**Directions for this task**
Your answer should consist of every line from the records that holds the string "matched".

**Entries provided**
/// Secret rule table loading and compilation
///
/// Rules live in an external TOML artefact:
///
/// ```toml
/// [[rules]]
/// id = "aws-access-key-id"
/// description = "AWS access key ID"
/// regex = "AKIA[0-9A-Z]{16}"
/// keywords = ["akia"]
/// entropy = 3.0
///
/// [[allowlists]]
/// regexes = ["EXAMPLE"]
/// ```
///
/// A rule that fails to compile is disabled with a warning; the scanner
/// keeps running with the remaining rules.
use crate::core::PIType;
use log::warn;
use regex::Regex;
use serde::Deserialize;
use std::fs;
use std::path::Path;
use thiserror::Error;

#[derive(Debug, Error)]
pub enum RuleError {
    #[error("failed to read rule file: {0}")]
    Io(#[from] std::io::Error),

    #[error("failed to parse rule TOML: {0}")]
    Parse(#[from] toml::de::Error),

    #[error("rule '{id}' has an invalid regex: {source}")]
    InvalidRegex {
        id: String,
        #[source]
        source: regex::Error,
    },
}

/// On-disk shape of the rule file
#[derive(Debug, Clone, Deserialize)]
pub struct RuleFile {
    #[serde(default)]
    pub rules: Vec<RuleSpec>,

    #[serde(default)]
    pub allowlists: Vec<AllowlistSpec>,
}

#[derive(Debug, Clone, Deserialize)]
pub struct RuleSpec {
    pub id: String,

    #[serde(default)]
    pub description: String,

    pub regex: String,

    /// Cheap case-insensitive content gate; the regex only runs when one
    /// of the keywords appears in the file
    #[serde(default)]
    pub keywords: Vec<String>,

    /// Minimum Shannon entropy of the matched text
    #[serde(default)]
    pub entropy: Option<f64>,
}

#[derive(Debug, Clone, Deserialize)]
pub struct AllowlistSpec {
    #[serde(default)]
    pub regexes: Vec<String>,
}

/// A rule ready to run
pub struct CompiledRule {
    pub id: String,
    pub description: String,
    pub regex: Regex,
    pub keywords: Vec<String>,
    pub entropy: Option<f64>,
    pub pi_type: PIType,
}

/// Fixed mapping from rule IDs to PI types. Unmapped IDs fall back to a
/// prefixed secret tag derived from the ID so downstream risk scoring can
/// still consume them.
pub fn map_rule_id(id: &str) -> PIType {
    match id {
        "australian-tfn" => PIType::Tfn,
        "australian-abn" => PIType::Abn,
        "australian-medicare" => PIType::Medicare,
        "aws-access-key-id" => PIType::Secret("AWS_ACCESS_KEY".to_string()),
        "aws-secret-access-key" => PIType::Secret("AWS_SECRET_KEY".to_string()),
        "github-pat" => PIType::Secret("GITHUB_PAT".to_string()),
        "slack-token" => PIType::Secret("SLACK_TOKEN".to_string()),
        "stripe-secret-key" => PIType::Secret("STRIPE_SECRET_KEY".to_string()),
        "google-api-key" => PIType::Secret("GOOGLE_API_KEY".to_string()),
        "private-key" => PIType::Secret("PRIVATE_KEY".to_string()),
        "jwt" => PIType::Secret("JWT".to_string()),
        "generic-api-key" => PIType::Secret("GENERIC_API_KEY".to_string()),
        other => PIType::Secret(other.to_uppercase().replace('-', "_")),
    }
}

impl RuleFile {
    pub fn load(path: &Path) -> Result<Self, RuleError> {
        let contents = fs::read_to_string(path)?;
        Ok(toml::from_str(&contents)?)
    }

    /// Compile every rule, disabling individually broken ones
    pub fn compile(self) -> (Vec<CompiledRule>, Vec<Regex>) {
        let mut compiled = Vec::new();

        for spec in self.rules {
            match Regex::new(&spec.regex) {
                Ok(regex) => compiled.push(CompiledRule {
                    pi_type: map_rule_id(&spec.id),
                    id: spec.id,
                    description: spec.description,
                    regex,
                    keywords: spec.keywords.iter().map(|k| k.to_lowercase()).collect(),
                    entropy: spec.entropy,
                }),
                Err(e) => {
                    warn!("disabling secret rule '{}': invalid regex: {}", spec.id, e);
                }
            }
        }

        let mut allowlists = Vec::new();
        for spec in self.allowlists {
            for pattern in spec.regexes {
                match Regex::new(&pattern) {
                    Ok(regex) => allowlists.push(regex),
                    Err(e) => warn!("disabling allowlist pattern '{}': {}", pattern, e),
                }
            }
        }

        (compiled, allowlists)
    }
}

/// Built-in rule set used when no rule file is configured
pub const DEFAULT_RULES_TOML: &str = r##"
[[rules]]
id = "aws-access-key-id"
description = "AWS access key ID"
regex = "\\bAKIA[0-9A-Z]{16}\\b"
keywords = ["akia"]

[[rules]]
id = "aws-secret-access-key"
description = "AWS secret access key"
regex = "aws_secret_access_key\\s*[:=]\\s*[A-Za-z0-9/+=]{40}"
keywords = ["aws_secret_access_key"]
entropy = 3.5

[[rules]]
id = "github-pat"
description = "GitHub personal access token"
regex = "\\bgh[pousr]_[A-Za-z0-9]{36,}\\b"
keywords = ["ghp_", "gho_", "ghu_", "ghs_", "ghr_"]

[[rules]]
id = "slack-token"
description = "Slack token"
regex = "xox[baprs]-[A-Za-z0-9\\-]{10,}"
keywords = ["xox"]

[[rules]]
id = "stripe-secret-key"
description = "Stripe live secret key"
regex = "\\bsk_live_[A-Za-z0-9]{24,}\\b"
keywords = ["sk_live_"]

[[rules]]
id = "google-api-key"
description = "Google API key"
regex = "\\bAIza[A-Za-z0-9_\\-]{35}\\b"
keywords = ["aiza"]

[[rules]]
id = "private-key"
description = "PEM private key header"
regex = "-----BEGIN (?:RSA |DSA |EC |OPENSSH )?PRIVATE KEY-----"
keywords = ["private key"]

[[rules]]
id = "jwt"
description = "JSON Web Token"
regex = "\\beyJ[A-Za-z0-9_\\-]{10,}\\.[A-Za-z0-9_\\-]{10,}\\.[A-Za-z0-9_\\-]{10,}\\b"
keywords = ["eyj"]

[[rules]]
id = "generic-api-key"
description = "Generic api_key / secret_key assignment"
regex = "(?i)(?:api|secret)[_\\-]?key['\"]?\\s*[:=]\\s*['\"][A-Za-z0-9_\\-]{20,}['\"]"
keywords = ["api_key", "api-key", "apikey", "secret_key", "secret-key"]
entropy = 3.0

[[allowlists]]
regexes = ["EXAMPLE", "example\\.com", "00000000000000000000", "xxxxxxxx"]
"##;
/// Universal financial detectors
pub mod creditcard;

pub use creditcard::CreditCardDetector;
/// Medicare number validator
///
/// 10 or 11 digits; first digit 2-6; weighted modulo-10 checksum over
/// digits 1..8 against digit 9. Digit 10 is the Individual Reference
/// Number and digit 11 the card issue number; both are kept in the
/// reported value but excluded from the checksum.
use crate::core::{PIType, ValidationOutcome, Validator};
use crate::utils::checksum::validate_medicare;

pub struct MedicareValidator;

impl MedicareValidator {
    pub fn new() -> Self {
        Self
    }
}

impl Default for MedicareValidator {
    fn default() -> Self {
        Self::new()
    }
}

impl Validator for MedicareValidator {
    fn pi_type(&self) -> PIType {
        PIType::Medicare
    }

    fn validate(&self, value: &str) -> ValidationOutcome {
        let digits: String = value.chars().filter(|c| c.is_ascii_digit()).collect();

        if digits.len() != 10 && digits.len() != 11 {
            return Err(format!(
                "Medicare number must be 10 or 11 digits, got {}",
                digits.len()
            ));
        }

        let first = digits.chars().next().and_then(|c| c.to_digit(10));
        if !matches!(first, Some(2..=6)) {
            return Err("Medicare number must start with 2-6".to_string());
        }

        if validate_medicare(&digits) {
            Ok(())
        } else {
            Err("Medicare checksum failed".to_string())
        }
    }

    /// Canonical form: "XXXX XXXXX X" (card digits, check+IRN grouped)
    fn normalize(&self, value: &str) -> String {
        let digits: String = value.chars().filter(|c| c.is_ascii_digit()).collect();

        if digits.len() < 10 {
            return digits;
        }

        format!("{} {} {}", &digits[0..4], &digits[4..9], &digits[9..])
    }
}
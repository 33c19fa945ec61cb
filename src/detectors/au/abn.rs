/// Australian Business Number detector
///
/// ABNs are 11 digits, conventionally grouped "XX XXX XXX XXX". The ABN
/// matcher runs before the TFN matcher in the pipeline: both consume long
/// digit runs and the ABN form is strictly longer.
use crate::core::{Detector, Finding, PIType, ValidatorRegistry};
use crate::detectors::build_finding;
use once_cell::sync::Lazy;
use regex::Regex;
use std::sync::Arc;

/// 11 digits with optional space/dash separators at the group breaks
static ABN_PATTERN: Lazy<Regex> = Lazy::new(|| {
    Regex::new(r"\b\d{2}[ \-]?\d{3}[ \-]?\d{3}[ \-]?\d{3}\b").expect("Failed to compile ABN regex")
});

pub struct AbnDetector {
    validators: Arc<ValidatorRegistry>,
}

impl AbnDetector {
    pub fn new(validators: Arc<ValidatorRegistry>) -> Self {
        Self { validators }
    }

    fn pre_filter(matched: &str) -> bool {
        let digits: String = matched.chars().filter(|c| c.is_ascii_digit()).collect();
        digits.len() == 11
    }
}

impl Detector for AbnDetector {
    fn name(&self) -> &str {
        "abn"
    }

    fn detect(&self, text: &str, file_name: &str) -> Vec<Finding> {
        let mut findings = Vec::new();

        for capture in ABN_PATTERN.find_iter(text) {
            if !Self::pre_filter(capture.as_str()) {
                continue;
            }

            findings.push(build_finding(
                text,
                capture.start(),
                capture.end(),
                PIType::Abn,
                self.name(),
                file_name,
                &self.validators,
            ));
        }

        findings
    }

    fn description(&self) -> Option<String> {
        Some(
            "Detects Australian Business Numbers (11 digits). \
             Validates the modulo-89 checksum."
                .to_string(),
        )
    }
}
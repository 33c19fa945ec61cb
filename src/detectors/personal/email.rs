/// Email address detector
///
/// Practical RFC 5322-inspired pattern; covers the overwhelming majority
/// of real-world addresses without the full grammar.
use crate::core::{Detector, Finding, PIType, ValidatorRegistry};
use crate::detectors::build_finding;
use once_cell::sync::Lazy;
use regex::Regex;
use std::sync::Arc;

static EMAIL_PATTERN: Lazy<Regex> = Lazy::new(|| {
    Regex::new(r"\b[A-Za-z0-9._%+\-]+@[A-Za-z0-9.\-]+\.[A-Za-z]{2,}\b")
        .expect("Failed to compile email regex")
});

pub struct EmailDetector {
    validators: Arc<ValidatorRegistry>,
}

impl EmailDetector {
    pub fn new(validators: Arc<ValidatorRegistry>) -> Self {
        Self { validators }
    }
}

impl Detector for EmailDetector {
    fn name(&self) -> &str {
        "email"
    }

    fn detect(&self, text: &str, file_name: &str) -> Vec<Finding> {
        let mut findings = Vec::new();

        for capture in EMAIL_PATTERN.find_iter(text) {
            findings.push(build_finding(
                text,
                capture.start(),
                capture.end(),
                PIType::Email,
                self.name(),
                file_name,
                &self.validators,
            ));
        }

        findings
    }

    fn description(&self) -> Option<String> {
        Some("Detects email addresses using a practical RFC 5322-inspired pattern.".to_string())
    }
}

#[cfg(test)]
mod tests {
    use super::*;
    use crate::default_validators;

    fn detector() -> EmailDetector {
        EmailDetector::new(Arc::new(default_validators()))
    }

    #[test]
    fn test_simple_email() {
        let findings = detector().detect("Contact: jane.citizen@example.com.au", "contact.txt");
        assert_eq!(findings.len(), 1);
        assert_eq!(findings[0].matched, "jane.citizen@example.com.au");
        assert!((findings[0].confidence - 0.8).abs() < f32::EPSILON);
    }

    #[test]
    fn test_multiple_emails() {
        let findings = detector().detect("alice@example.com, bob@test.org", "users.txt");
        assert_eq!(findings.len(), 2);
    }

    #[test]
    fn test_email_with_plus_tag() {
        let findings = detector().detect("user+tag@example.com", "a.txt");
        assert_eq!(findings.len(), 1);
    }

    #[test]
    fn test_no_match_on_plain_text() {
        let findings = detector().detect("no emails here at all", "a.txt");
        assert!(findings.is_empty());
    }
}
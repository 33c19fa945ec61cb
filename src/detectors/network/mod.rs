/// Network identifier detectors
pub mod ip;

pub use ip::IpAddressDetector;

**Problem solution**
    /// Minimum Shannon entropy of the matched text
    fn pre_filter(matched: &str) -> bool {
        let digits: String = matched.chars().filter(|c| c.is_ascii_digit()).collect();
        assert_eq!(findings[0].matched, "jane.citizen@example.com.au");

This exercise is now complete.